Laurent Honel : On voulait écrire le prochain scénario d'Astérix aussi, on a dit qu’on le ferait.
Paul Léger : Et puis un Calvin et Hobbes aussi, sauf que Calvin, ce n’est pas un tigre qu’il a, mais une poupée barbie Hawai, et en fait quand ses parents ne sont pas là, elle est vivante et elle essaie de le sucer. Dès que ses parents ferment la lumière : "Ah mais elle a réessayé de me sucer !". C’était très drôle. Voilà. J’avoue que le soir, je ne lis pas un bouquin, parce sinon je lis, je me mets dedans et je ne dors pas.
Laurent Honel : Il a un stock librairie dans le camion.
Paul Léger : Et puis je connais plein de gens qui en font, c’est vraiment du boulot de ouf.
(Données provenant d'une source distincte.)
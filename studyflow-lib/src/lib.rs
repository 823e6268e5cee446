//! StudyFlow client library
//!
//! Everything the UI and the CLI share above the wire format:
//!
//! - `Store` - last loaded data for one user, typed selectors, and one
//!   action per user operation (each followed by a full reload)
//! - `SessionManager` - current session, change notifications, sign-in/up/out
//! - `Timer` - the study timer's running flag and second counter
//! - `MemoryApi` - an in-memory backend with ownership checks and
//!   failure injection, behind the `testing` feature
//!
//! # Example
//!
//! ```ignore
//! use studyflow_lib::{MemoryApi, SessionManager, Store};
//!
//! let api = MemoryApi::new();
//! let sessions = SessionManager::new();
//! let session = sessions.sign_in(&api, "ada@example.com", "secret1").await?;
//!
//! let mut store = Store::new(api, session);
//! store.reload().await?;
//! store.create_subject("Calculus").await?;
//! assert_eq!(store.subjects().len(), 1);
//! ```

pub mod cascade;
pub mod error;
#[cfg(any(test, feature = "testing"))]
pub mod memory;
pub mod session;
pub mod store;
pub mod timer;

// Re-export main types at crate root
pub use cascade::{CascadeReport, CascadeStep};
pub use error::{ClientError, Result};
#[cfg(any(test, feature = "testing"))]
pub use memory::{MemoryApi, MemoryOp};
pub use session::{SessionManager, SignUpOutcome, Subscription};
pub use store::{Command, Snapshot, Store};
pub use timer::Timer;
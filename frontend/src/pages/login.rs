use studyflow_lib::SignUpOutcome;
use wasm_bindgen_futures::spawn_local;
use yew::prelude::*;

use crate::hooks::use_auth;
use crate::transport::web_api;
use crate::utils;

#[derive(Clone, Copy, PartialEq)]
enum AuthMode {
    SignIn,
    SignUp,
}

#[function_component(LoginPage)]
pub fn login_page() -> Html {
    let auth = use_auth();
    let email = use_state(String::new);
    let password = use_state(String::new);
    let busy = use_state(|| false);
    let notice = use_state(|| None::<String>);

    let on_email = {
        let email = email.clone();
        Callback::from(move |e: InputEvent| {
            let input: web_sys::HtmlInputElement = e.target_unchecked_into();
            email.set(input.value());
        })
    };

    let on_password = {
        let password = password.clone();
        Callback::from(move |e: InputEvent| {
            let input: web_sys::HtmlInputElement = e.target_unchecked_into();
            password.set(input.value());
        })
    };

    let submit = {
        let manager = auth.manager.clone();
        let email = email.clone();
        let password = password.clone();
        let busy = busy.clone();
        let notice = notice.clone();
        Callback::from(move |mode: AuthMode| {
            let manager = manager.clone();
            let email = (*email).clone();
            let password = (*password).clone();
            let busy = busy.clone();
            let notice = notice.clone();
            busy.set(true);
            notice.set(None);
            spawn_local(async move {
                let api = web_api();
                let result = match mode {
                    AuthMode::SignIn => manager
                        .sign_in(&api, &email, &password)
                        .await
                        .map(|_| None),
                    AuthMode::SignUp => {
                        manager
                            .sign_up(&api, &email, &password)
                            .await
                            .map(|outcome| match outcome {
                                SignUpOutcome::SignedIn(_) => None,
                                SignUpOutcome::ConfirmationRequired => Some(format!(
                                    "Account created. Check {} for a confirmation link, then sign in.",
                                    email
                                )),
                            })
                    }
                };
                match result {
                    Ok(message) => notice.set(message),
                    Err(e) => utils::report_error(&e),
                }
                busy.set(false);
            });
        })
    };

    let on_submit = {
        let submit = submit.clone();
        Callback::from(move |e: SubmitEvent| {
            e.prevent_default();
            submit.emit(AuthMode::SignIn);
        })
    };
    let on_sign_up = {
        let submit = submit.clone();
        Callback::from(move |_: MouseEvent| submit.emit(AuthMode::SignUp))
    };

    html! {
        <div class="login-container">
            <form class="login-card" onsubmit={on_submit}>
                <h1>{ "StudyFlow" }</h1>
                <p class="tagline">{ "Track subjects, flashcards and study time" }</p>
                <input
                    type="email"
                    placeholder="Email"
                    autocomplete="email"
                    value={(*email).clone()}
                    oninput={on_email}
                />
                <input
                    type="password"
                    placeholder="Password"
                    autocomplete="current-password"
                    value={(*password).clone()}
                    oninput={on_password}
                />
                <div class="login-actions">
                    <button type="submit" class="primary" disabled={*busy}>
                        { "Sign in" }
                    </button>
                    <button type="button" onclick={on_sign_up} disabled={*busy}>
                        { "Sign up" }
                    </button>
                </div>
                if let Some(message) = &*notice {
                    <p class="login-notice">{ message }</p>
                }
            </form>
        </div>
    }
}
impl<T: Transport> StudyApi for SupabaseApi<T> {
    async fn sign_up(&self, credentials: &Credentials) -> Result<Option<Session>, ApiError> {
        let request = self
            .request(Method::Post, self.config.url(endpoints::AUTH_SIGNUP), None)
            .json(credentials)?;
        let value: serde_json::Value = self.fetch(request).await?;
        // Without auto-confirm the endpoint answers with the bare user
        if value.get("access_token").is_none() {
            return Ok(None);
        }
        let auth: AuthResponse =
            serde_json::from_value(value).map_err(|e| ApiError::Parse(e.to_string()))?;
        Ok(Some(auth.into_session(Utc::now().timestamp())))
    }

    async fn sign_in(&self, credentials: &Credentials) -> Result<Session, ApiError> {
        let request = self
            .request(
                Method::Post,
                self.config.url(endpoints::AUTH_TOKEN_PASSWORD),
                None,
            )
            .json(credentials)?;
        self.fetch_session(request).await
    }

    async fn refresh_session(&self, refresh_token: &str) -> Result<Session, ApiError> {
        let request = self
            .request(
                Method::Post,
                self.config.url(endpoints::AUTH_TOKEN_REFRESH),
                None,
            )
            .json(&RefreshRequest {
                refresh_token: refresh_token.to_string(),
            })?;
        self.fetch_session(request).await
    }

    async fn sign_out(&self, session: &Session) -> Result<(), ApiError> {
        let request = self.request(
            Method::Post,
            self.config.url(endpoints::AUTH_LOGOUT),
            Some(session),
        );
        self.execute(request).await.map(|_| ())
    }

    async fn list_subjects(&self, session: &Session) -> Result<Vec<Subject>, ApiError> {
        let request = self.rest(
            Method::Get,
            session,
            endpoints::SUBJECTS,
            &[
                ("select", "*,topics(*,attachments(*))".to_string()),
                ("user_id", eq(session.owner_id())),
                ("order", "created_at.asc".to_string()),
                ("topics.order", "created_at.asc".to_string()),
                ("topics.attachments.order", "created_at.asc".to_string()),
            ],
        )?;
        self.fetch(request).await
    }

    async fn insert_subject(
        &self,
        session: &Session,
        subject: &NewSubject,
    ) -> Result<(), ApiError> {
        let request = self
            .rest(Method::Post, session, endpoints::SUBJECTS, &[])?
            .json(subject)?;
        self.execute(request).await.map(|_| ())
    }

    async fn delete_subject(&self, session: &Session, subject_id: Uuid) -> Result<(), ApiError> {
        let request = self.rest(
            Method::Delete,
            session,
            endpoints::SUBJECTS,
            &[("id", eq(subject_id)), ("user_id", eq(session.owner_id()))],
        )?;
        self.execute(request).await.map(|_| ())
    }

    async fn list_topic_ids(
        &self,
        session: &Session,
        subject_id: Uuid,
    ) -> Result<Vec<Uuid>, ApiError> {
        #[derive(Deserialize)]
        struct IdRow {
            id: Uuid,
        }

        let request = self.rest(
            Method::Get,
            session,
            endpoints::TOPICS,
            &[
                ("select", "id".to_string()),
                ("subject_id", eq(subject_id)),
                ("user_id", eq(session.owner_id())),
            ],
        )?;
        let rows: Vec<IdRow> = self.fetch(request).await?;
        Ok(rows.into_iter().map(|row| row.id).collect())
    }

    async fn insert_topic(&self, session: &Session, topic: &NewTopic) -> Result<(), ApiError> {
        let request = self
            .rest(Method::Post, session, endpoints::TOPICS, &[])?
            .json(topic)?;
        self.execute(request).await.map(|_| ())
    }

    async fn update_topic(
        &self,
        session: &Session,
        topic_id: Uuid,
        patch: &TopicPatch,
    ) -> Result<(), ApiError> {
        let request = self
            .rest(
                Method::Patch,
                session,
                endpoints::TOPICS,
                &[("id", eq(topic_id)), ("user_id", eq(session.owner_id()))],
            )?
            .json(patch)?;
        self.execute(request).await.map(|_| ())
    }

    async fn delete_topics(&self, session: &Session, topic_ids: &[Uuid]) -> Result<(), ApiError> {
        if topic_ids.is_empty() {
            return Ok(());
        }
        let request = self.rest(
            Method::Delete,
            session,
            endpoints::TOPICS,
            &[("id", in_list(topic_ids)), ("user_id", eq(session.owner_id()))],
        )?;
        self.execute(request).await.map(|_| ())
    }

    async fn insert_attachment(
        &self,
        session: &Session,
        attachment: &NewAttachment,
    ) -> Result<(), ApiError> {
        let request = self
            .rest(Method::Post, session, endpoints::ATTACHMENTS, &[])?
            .json(attachment)?;
        self.execute(request).await.map(|_| ())
    }

    async fn delete_attachment(
        &self,
        session: &Session,
        attachment_id: Uuid,
    ) -> Result<(), ApiError> {
        let request = self.rest(
            Method::Delete,
            session,
            endpoints::ATTACHMENTS,
            &[("id", eq(attachment_id)), ("user_id", eq(session.owner_id()))],
        )?;
        self.execute(request).await.map(|_| ())
    }

    async fn delete_attachments_for_topics(
        &self,
        session: &Session,
        topic_ids: &[Uuid],
    ) -> Result<(), ApiError> {
        if topic_ids.is_empty() {
            return Ok(());
        }
        let request = self.rest(
            Method::Delete,
            session,
            endpoints::ATTACHMENTS,
            &[
                ("topic_id", in_list(topic_ids)),
                ("user_id", eq(session.owner_id())),
            ],
        )?;
        self.execute(request).await.map(|_| ())
    }

    async fn upload_object(
        &self,
        session: &Session,
        path: &str,
        content_type: &str,
        bytes: Vec<u8>,
    ) -> Result<(), ApiError> {
        let request = self
            .request(
                Method::Post,
                self.config.url(&endpoints::storage_object(path)),
                Some(session),
            )
            .header("Cache-Control", "max-age=3600")
            .bytes(content_type, bytes);
        self.execute(request).await.map(|_| ())
    }

    fn public_url(&self, path: &str) -> String {
        self.config.url(&endpoints::storage_public(path))
    }

    async fn list_flashcards(&self, session: &Session) -> Result<Vec<Flashcard>, ApiError> {
        let request = self.rest(
            Method::Get,
            session,
            endpoints::FLASHCARDS,
            &[
                ("select", "*".to_string()),
                ("user_id", eq(session.owner_id())),
                ("order", "created_at.asc".to_string()),
            ],
        )?;
        self.fetch(request).await
    }

    async fn insert_flashcard(
        &self,
        session: &Session,
        card: &NewFlashcard,
    ) -> Result<(), ApiError> {
        let request = self
            .rest(Method::Post, session, endpoints::FLASHCARDS, &[])?
            .json(card)?;
        self.execute(request).await.map(|_| ())
    }

    async fn reschedule_flashcard(
        &self,
        session: &Session,
        card_id: Uuid,
        next_review: chrono::NaiveDate,
    ) -> Result<(), ApiError> {
        let request = self
            .rest(
                Method::Patch,
                session,
                endpoints::FLASHCARDS,
                &[("id", eq(card_id)), ("user_id", eq(session.owner_id()))],
            )?
            .json(&FlashcardReview { next_review })?;
        self.execute(request).await.map(|_| ())
    }

    async fn delete_flashcard(&self, session: &Session, card_id: Uuid) -> Result<(), ApiError> {
        let request = self.rest(
            Method::Delete,
            session,
            endpoints::FLASHCARDS,
            &[("id", eq(card_id)), ("user_id", eq(session.owner_id()))],
        )?;
        self.execute(request).await.map(|_| ())
    }

    async fn delete_flashcards_with_label(
        &self,
        session: &Session,
        label: &str,
    ) -> Result<(), ApiError> {
        let request = self.rest(
            Method::Delete,
            session,
            endpoints::FLASHCARDS,
            &[("label", eq(label)), ("user_id", eq(session.owner_id()))],
        )?;
        self.execute(request).await.map(|_| ())
    }

    async fn list_study_sessions(&self, session: &Session) -> Result<Vec<StudySession>, ApiError> {
        let request = self.rest(
            Method::Get,
            session,
            endpoints::STUDY_SESSIONS,
            &[
                ("select", "*".to_string()),
                ("user_id", eq(session.owner_id())),
                ("order", "created_at.desc".to_string()),
            ],
        )?;
        self.fetch(request).await
    }

    async fn insert_study_session(
        &self,
        session: &Session,
        study_session: &NewStudySession,
    ) -> Result<(), ApiError> {
        let request = self
            .rest(Method::Post, session, endpoints::STUDY_SESSIONS, &[])?
            .json(study_session)?;
        self.execute(request).await.map(|_| ())
    }

    async fn delete_study_sessions(&self, session: &Session) -> Result<(), ApiError> {
        let request = self.rest(
            Method::Delete,
            session,
            endpoints::STUDY_SESSIONS,
            &[("user_id", eq(session.owner_id()))],
        )?;
        self.execute(request).await.map(|_| ())
    }

    async fn list_schedule(&self, session: &Session) -> Result<Vec<ScheduleEntry>, ApiError> {
        let request = self.rest(
            Method::Get,
            session,
            endpoints::SCHEDULE_ENTRIES,
            &[
                (
                    "select",
                    "id,user_id,weekday,subject_id,subjects(name)".to_string(),
                ),
                ("user_id", eq(session.owner_id())),
                ("order", "created_at.asc".to_string()),
            ],
        )?;
        let rows: Vec<ScheduleRow> = self.fetch(request).await?;
        Ok(rows.into_iter().filter_map(ScheduleRow::into_entry).collect())
    }

    async fn insert_schedule_entry(
        &self,
        session: &Session,
        entry: &NewScheduleEntry,
    ) -> Result<(), ApiError> {
        let request = self
            .rest(Method::Post, session, endpoints::SCHEDULE_ENTRIES, &[])?
            .json(entry)?;
        self.execute(request).await.map(|_| ())
    }

    async fn delete_schedule_entry(
        &self,
        session: &Session,
        entry_id: Uuid,
    ) -> Result<(), ApiError> {
        let request = self.rest(
            Method::Delete,
            session,
            endpoints::SCHEDULE_ENTRIES,
            &[("id", eq(entry_id)), ("user_id", eq(session.owner_id()))],
        )?;
        self.execute(request).await.map(|_| ())
    }
}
J’aime bien Oko aussi.
Laurent Honel : Moi les trucs récents…
Paul Léger : Ce sont beaucoup d’artistes indé. Dans les mainstreams, j’aime les Spirou et Fantasio, les machins et tout. Ce qui est bien, c’est que tu vas dans les librairies, tu as des fascicules avec beaucoup d’extraits de BD gratos, maintenant avec internet tu peux aller voir. Je suis abonné à Spirou-Magazine. Bon, c’est pour les minots et tout, mais tu as plein de trucs.
Laurent Honel : Catet et Vauquiez.
Paul Léger : J’aime la BD un peu trash.
Laurent Honel : Moi j’adore Robert Crumb.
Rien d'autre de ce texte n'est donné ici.